Un rétropédalage plébiscité par 64 % des Français, selon un sondage récent, et salué par l’Association des maires de France et la Fédération des parents d’élèves de l’enseignement public (PEEP) mais pointé du doigt par de nombreux chronobiologistes qui craignent que l’enfant n'en fasse les frais.

Pour justifier sa décision, le ministère de l’éducation ne s’appuie que sur quelques études de faible envergure montrant que les effets de l’aménagement du temps scolaire sont négligeables, voire nuls, sur les résultats des élèves. Même constat, dans un rapport daté de juin 2015, où l’Inspection Générale de l'éducation nationale juge ces effets « non observables à ce jour ». Très attendue, l’évaluation des différents rythmes publiée fin juin par la division des études du ministère de l'éducation nationale (DEPP) n’est pas tellement plus contributive puisqu'elle n'a étudié que des rythmes de 5 jours.

Quant à l’impact sur la fatigue, là encore, les données manquent. La fatigue induite par le travail du mercredi matin est pourtant l’argument numéro 1 avancé par les partisans de la semaine de 4 jours. Pour l’Inspection générale, « on ne peut réfuter cette fatigue tant elle est souvent rapportée ».  Mais aucune évaluation objective n’a été publiée à ce jour.

En revanche, « plusieurs publications montrent que la semaine de 4 jours accentue la désynchronisation », assure le Pr François Testu, chronopsychologue (université de Tours). Surtout parmi les enfants les moins favorisés. En effet, avec des activités structurées, une émulation intellectuelle, un encadrement éducatif et une régularité des horaires de lever et de coucher, l'impact est limité. « Mais, pour la plupart des enfants, ce décalage va se traduire par des ruptures de rythme », prévient le Dr Sylvie Royant-Parola (psychiatre et neurobiologiste, Paris).

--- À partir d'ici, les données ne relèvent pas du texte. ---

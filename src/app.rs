//! Main application module: capture loop, frame processing and output.

use crate::{
    calibration::{Baseline, Calibrator, ScrollIntent},
    config::{Config, DisplayConfig},
    error::{Error, Result},
    face_detection::FaceDetector,
    landmarks::LandmarkProvider,
    mesh_detection::FaceMeshDetector,
    overlay,
    pose_estimation::{HeadPose, PoseEstimator},
    scroll_control::{ScrollSink, X11ScrollController},
};
use log::{debug, info, warn};
use opencv::{
    core::{self, Mat},
    highgui,
    prelude::*,
    videoio::{self, VideoCapture, CAP_PROP_FPS, CAP_PROP_FRAME_HEIGHT, CAP_PROP_FRAME_WIDTH},
};

/// Preview window title
const WINDOW_NAME: &str = "Face Rotation";

/// Key code of Escape as reported by `wait_key`
const ESCAPE_KEY: i32 = 27;

const BANNER: &str = r"
 _   _                _   _____                _ _
| | | |              | | /  ___|              | | |
| |_| | ___  __ _  __| | \ `--.  ___ _ __ ___ | | | ___ _ __
|  _  |/ _ \/ _` |/ _` |  `--. \/ __| '__/ _ \| | |/ _ \ '__|
| | | |  __/ (_| | (_| | /\__/ / (__| | | (_) | | |  __/ |
\_| |_/\___|\__,_|\__,_| \____/ \___|_|  \___/|_|_|\___|_|
";

/// Why a frame produced no pose
#[derive(Debug, Clone, Copy, PartialEq, Eq)]
pub enum SkipReason {
    /// The landmark provider found no face
    NoFace,
    /// The landmark set lacked one of the pose key points
    MissingKeyPoints,
    /// The pose solver did not converge or produced a degenerate pose
    NoPose,
}

/// Result of processing one frame
#[derive(Debug, Clone, Copy, PartialEq)]
pub enum FrameOutcome {
    /// No pose this frame; calibration untouched, nothing to output
    Skipped(SkipReason),
    /// A pose was estimated and fed to the calibrator
    Tracked {
        /// Estimated pose
        pose: HeadPose,
        /// Scroll decision for this frame
        intent: ScrollIntent,
        /// Baseline frozen by this very frame, if calibration just completed
        completed_baseline: Option<Baseline>,
    },
}

/// Landmarks → pose → calibration, for one frame at a time
pub struct FrameProcessor<P: LandmarkProvider> {
    landmark_provider: P,
    pose_estimator: PoseEstimator,
    calibrator: Calibrator,
}

impl<P: LandmarkProvider> FrameProcessor<P> {
    /// Create a processor with a fresh calibration
    ///
    /// # Errors
    ///
    /// Returns an error if the pose estimator cannot be initialized
    pub fn new(landmark_provider: P) -> Result<Self> {
        Ok(Self {
            landmark_provider,
            pose_estimator: PoseEstimator::new()?,
            calibrator: Calibrator::new(),
        })
    }

    /// Process a single frame
    ///
    /// Only frames that yield a pose reach the calibrator.
    ///
    /// # Errors
    ///
    /// Returns an error if landmark inference or the pose solver fails
    pub fn process(&mut self, frame: &Mat) -> Result<FrameOutcome> {
        let Some(landmarks) = self.landmark_provider.find_landmarks(frame)? else {
            return Ok(FrameOutcome::Skipped(SkipReason::NoFace));
        };

        let Some(key_points) = landmarks.key_points() else {
            return Ok(FrameOutcome::Skipped(SkipReason::MissingKeyPoints));
        };

        let Some(pose) = self.pose_estimator.estimate(frame.size()?, &key_points)? else {
            return Ok(FrameOutcome::Skipped(SkipReason::NoPose));
        };

        let was_calibrated = self.calibrator.is_calibrated();
        let intent = self.calibrator.observe(&pose);
        let completed_baseline = if was_calibrated { None } else { self.calibrator.baseline() };

        Ok(FrameOutcome::Tracked {
            pose,
            intent,
            completed_baseline,
        })
    }

    /// Calibration state
    pub const fn calibrator(&self) -> &Calibrator {
        &self.calibrator
    }
}

/// Main application struct
pub struct HeadScrollApp {
    config: Config,
    processor: FrameProcessor<FaceMeshDetector>,
    video_capture: VideoCapture,
    scroll_sink: Option<Box<dyn ScrollSink>>,
}

impl HeadScrollApp {
    /// Create the application: open the camera, load models, connect scroll output
    ///
    /// # Errors
    ///
    /// Returns an error if the camera cannot be opened or a model cannot be loaded
    pub fn new(config: Config) -> Result<Self> {
        info!("Initializing Head Scroller application");
        config.validate_parameters()?;

        let camera = &config.camera;
        info!("Opening camera {}", camera.index);
        let mut video_capture = VideoCapture::new(camera.index, videoio::CAP_ANY)?;
        if !video_capture.is_opened()? {
            return Err(Error::Capture("Could not open webcam".to_string()));
        }

        // Best effort: drivers may ignore or round these
        video_capture.set(CAP_PROP_FRAME_WIDTH, f64::from(camera.width))?;
        video_capture.set(CAP_PROP_FRAME_HEIGHT, f64::from(camera.height))?;
        video_capture.set(CAP_PROP_FPS, camera.fps)?;

        let detection = &config.face_detection;
        let face_detector = FaceDetector::new(
            &config.models.face_detector,
            detection.confidence_threshold,
            detection.nms_threshold,
        )?;
        let mesh_detector = FaceMeshDetector::new(
            &config.models.face_mesh,
            face_detector,
            detection.roi_expansion,
            detection.presence_threshold,
        )?;
        let processor = FrameProcessor::new(mesh_detector)?;

        let scroll_sink: Option<Box<dyn ScrollSink>> = if config.scroll.enabled {
            match X11ScrollController::new() {
                Ok(controller) => Some(Box::new(controller)),
                Err(e) => {
                    warn!("Failed to initialize scroll control: {}", e);
                    None
                }
            }
        } else {
            info!("Scroll injection disabled");
            None
        };

        if config.display.show_preview {
            highgui::named_window(WINDOW_NAME, highgui::WINDOW_AUTOSIZE)?;
        }

        Ok(Self {
            config,
            processor,
            video_capture,
            scroll_sink,
        })
    }

    /// Run the main loop until capture fails or the user quits, then release the camera
    ///
    /// `OpenCV` only delivers key presses to its own windows, so `q`/Escape
    /// quit only with the preview enabled; otherwise stop with Ctrl-C.
    ///
    /// # Errors
    ///
    /// Returns an error if an `OpenCV` capture, drawing or window call fails
    pub fn run(&mut self) -> Result<()> {
        println!("{BANNER}");
        println!("\nCalibrating facial orientation. Please keep your head steady and towards the screen...\n");

        info!("{}", quit_hint(&self.config.display));

        let result = self.capture_loop();

        info!("Releasing camera");
        let mut release_result = self.video_capture.release().map_err(Error::from);
        if self.config.display.show_preview {
            release_result = release_result.and(highgui::destroy_all_windows().map_err(Error::from));
        }

        combine_shutdown(result, release_result)
    }

    fn capture_loop(&mut self) -> Result<()> {
        let mut frame_count: u64 = 0;

        loop {
            let mut frame = Mat::default();
            if !self.video_capture.read(&mut frame)? || frame.empty() {
                info!("Frame capture failed, stopping");
                break;
            }
            frame_count += 1;

            if self.config.display.mirror {
                let captured = frame.clone();
                core::flip(&captured, &mut frame, 1)?;
            }

            match self.processor.process(&frame) {
                Ok(FrameOutcome::Tracked {
                    pose,
                    intent,
                    completed_baseline,
                }) => {
                    if let Some(baseline) = completed_baseline {
                        print_calibration(&baseline);
                    }
                    overlay::draw_pose(&mut frame, &pose)?;
                    overlay::draw_status(&mut frame, self.processor.calibrator(), intent)?;
                    self.apply_scroll(intent);
                }
                Ok(FrameOutcome::Skipped(reason)) => {
                    debug!("Frame {} skipped: {:?}", frame_count, reason);
                }
                Err(e) => {
                    debug!("Frame {} skipped after error: {}", frame_count, e);
                }
            }

            if self.config.display.show_preview {
                highgui::imshow(WINDOW_NAME, &frame)?;
            }

            let key = highgui::wait_key(1)?;
            if is_quit_key(key) {
                info!("Exit requested by user");
                break;
            }
        }

        info!("Processed {} frames", frame_count);
        Ok(())
    }

    /// Hand a scroll intent to the output sink
    fn apply_scroll(&mut self, intent: ScrollIntent) {
        let amount = intent.scroll_amount();
        if amount == 0.0 {
            return;
        }

        if let Some(sink) = &mut self.scroll_sink {
            if let Err(e) = sink.scroll(amount) {
                warn!("Scroll injection failed: {}", e);
            }
        }
    }
}

/// Print the one-time calibration report
fn print_calibration(baseline: &Baseline) {
    println!("Calibrated Pitch: {:.2}", baseline.pitch);
    println!("Calibrated Yaw: {:.2}", baseline.yaw);
    println!("Calibrated Roll: {:.2}", baseline.roll);
}

/// How the user can stop the loop with the given display settings
#[must_use]
pub const fn quit_hint(display: &DisplayConfig) -> &'static str {
    if display.show_preview {
        "Press 'q' or Esc in the preview window to quit"
    } else {
        "Preview disabled, quit keys need --preview; press Ctrl-C to quit"
    }
}

/// Merge the loop result with the shutdown result, reporting the loop error first
///
/// # Errors
///
/// Returns the loop error if there is one, otherwise the shutdown error
pub fn combine_shutdown(loop_result: Result<()>, shutdown_result: Result<()>) -> Result<()> {
    if let (Err(_), Err(e)) = (&loop_result, &shutdown_result) {
        warn!("Camera shutdown failed: {}", e);
    }
    loop_result.and(shutdown_result)
}

/// Whether a `wait_key` result asks to quit (`q` or Escape)
#[must_use]
pub fn is_quit_key(key: i32) -> bool {
    key >= 0 && (key & 0xFF == i32::from(b'q') || key & 0xFF == ESCAPE_KEY)
}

La régularité, élement primordial

Or, selon l’ensemble des recherches fondamentales en chronobiologie, la régularité est primordiale. « La régularité des signaux (lumière naturelle/artificielle, activités physiques, structuration des repas), organise la topographie temporelle des fonctions de l’organisme, précise le Dr Royant-Parola. Ainsi la rythmicité des fonctions de l’organisme comme la glycémie, la tension artérielle, la température interne, le cortisol, etc., s’organise selon un modèle propre à chacun. Des ruptures de rythme (désynchronisations) entraînent un décalage entre les différents rythmes, d’où un stress et une demande d’adaptation à l’organisme, génératrice de fatigue. »

Sur le plan biologique, on observe des variations de cortisol (avec répercussion sur le sommeil) mais aussi en cascade, la modification de la sécrétion d’autres hormones comme, celles régulatrices de l’appétit (leptine, ghréline),  ce qui prédispose à la prise de poids comme démontré dans de récentes études.